EXERCISE AIM:
Select every line below containing the word "InvalidLength".

DATA PROVIDED:
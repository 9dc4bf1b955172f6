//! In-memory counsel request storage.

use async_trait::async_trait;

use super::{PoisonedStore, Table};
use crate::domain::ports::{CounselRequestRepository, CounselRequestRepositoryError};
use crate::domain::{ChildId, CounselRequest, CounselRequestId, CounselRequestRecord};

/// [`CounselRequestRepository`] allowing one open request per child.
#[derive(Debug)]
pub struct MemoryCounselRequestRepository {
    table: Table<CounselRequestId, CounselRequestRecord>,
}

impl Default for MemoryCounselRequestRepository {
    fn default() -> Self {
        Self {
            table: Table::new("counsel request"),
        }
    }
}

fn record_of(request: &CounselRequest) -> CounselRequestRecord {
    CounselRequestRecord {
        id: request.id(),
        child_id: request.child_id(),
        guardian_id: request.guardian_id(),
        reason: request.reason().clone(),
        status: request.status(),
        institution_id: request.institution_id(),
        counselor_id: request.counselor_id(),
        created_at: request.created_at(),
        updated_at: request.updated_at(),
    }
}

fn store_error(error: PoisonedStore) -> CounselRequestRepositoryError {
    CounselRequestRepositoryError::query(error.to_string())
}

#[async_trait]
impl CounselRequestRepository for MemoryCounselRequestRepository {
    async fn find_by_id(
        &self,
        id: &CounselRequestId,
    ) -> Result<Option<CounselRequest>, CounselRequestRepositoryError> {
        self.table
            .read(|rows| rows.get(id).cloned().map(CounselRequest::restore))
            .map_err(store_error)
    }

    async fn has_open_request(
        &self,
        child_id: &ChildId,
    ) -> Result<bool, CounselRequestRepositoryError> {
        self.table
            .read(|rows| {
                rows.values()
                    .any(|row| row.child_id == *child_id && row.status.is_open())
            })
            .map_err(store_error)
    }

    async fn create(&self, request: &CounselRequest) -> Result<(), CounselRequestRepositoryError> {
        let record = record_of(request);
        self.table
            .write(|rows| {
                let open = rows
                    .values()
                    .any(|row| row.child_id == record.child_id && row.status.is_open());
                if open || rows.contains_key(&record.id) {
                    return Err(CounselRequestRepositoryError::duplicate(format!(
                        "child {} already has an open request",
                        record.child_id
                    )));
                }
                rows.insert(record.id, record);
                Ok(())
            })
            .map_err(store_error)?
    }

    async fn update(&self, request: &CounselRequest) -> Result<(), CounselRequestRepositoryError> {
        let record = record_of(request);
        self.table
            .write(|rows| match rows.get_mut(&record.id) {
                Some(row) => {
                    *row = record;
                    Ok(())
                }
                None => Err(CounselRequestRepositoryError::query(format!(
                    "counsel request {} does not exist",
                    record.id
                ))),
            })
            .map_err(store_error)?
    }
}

==

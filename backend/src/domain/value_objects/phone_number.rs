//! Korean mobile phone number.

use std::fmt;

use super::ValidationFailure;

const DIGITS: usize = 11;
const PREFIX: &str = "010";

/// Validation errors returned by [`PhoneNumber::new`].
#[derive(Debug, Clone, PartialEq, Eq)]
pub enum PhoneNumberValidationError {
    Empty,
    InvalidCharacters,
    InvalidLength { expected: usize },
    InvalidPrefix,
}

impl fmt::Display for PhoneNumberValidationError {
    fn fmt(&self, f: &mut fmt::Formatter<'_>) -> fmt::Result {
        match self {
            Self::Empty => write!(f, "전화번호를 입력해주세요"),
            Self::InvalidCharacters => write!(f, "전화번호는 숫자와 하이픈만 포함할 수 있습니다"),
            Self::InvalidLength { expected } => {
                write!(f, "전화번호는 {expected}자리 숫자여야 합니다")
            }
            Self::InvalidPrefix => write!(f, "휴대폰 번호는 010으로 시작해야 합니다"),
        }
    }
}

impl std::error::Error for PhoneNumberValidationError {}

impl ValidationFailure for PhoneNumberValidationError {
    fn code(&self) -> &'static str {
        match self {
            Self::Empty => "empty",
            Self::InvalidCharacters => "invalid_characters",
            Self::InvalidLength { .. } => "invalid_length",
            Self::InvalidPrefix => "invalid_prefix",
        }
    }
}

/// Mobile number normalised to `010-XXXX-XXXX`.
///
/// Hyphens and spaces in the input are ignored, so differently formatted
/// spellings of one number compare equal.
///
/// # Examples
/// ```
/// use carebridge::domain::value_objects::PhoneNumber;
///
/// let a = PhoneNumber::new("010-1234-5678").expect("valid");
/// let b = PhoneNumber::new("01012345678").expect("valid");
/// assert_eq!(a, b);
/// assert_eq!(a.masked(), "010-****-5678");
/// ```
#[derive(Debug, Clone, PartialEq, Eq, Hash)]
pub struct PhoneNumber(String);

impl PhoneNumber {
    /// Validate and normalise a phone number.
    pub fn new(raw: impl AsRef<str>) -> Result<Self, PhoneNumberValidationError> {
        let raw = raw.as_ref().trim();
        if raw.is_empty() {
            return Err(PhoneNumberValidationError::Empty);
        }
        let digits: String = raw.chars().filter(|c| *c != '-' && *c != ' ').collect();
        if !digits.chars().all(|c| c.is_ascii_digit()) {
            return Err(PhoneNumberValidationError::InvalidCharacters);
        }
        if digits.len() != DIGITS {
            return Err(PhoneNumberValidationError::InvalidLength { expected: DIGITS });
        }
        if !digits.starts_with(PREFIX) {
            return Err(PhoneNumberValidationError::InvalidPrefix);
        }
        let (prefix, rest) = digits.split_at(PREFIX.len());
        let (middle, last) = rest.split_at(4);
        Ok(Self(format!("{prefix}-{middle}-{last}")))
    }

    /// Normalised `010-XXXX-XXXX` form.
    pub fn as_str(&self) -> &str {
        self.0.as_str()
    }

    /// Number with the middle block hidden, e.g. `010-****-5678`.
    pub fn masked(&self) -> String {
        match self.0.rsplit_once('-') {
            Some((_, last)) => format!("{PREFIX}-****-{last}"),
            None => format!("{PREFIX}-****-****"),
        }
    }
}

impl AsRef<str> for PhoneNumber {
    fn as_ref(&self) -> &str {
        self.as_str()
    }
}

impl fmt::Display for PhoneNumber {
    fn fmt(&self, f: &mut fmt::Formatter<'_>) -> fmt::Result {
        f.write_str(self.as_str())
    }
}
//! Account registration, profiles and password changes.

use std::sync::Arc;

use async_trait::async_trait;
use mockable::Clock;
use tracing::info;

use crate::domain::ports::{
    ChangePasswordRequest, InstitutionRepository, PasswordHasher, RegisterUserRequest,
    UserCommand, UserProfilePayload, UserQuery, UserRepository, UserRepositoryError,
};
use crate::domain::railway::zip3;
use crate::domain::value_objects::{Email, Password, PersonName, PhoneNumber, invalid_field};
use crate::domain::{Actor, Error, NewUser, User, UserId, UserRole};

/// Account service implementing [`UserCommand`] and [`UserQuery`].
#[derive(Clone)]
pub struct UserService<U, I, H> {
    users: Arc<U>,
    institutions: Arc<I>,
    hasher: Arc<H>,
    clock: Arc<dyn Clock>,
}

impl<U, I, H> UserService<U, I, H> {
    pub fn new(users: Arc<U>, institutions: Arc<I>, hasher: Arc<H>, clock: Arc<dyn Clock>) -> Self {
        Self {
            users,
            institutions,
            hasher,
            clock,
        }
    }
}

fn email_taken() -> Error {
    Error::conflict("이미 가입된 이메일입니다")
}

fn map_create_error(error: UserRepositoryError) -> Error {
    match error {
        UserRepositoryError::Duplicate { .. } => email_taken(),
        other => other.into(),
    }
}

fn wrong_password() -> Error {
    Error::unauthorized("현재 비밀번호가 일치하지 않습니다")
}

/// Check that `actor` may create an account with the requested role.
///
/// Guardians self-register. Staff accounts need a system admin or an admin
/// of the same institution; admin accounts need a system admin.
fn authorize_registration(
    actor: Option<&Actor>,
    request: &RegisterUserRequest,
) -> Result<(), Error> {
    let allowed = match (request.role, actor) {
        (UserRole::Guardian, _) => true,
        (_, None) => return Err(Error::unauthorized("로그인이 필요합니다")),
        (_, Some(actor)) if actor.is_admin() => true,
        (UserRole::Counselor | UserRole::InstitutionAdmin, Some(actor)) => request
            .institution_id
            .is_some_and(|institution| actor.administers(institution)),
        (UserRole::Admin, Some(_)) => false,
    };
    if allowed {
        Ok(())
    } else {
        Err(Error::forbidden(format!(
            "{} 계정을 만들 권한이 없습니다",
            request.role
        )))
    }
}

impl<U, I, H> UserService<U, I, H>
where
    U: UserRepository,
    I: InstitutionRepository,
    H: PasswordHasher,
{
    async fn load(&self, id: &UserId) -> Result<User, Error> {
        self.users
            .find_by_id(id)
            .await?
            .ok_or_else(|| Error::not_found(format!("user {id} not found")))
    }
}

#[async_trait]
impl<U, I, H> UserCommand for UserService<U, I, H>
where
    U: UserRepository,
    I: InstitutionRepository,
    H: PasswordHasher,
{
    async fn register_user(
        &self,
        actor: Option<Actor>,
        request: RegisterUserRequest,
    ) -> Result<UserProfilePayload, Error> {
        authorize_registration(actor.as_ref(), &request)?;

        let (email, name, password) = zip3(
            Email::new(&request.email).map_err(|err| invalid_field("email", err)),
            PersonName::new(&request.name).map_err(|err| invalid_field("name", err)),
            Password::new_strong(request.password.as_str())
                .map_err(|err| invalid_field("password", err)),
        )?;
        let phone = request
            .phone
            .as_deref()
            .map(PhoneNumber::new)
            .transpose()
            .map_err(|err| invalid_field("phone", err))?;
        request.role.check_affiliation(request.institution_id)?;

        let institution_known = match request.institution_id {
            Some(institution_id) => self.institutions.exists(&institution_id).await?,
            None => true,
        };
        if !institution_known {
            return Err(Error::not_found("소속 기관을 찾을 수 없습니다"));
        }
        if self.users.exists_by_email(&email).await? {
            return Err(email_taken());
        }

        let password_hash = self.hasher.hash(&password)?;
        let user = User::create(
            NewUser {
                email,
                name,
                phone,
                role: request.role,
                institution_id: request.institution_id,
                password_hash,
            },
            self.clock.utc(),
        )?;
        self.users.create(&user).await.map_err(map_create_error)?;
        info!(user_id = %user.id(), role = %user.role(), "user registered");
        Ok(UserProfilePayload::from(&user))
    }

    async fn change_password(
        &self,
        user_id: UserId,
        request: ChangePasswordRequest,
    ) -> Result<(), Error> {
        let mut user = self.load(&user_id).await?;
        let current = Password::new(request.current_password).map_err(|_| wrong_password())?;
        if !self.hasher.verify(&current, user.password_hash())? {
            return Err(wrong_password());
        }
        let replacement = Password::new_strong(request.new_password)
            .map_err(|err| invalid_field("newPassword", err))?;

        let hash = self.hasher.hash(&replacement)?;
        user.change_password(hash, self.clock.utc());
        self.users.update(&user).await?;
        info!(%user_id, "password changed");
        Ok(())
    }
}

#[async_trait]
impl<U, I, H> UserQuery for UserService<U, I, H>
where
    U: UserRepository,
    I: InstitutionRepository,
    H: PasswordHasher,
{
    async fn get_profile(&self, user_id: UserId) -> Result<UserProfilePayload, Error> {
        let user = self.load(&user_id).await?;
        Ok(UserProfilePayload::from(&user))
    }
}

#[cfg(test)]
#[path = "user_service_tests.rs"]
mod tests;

WRITTEN RESPONSE:
    InvalidLength { expected: usize },
            Self::InvalidLength { expected } => {
            Self::InvalidLength { .. } => "invalid_length",
            return Err(PhoneNumberValidationError::InvalidLength { expected: DIGITS });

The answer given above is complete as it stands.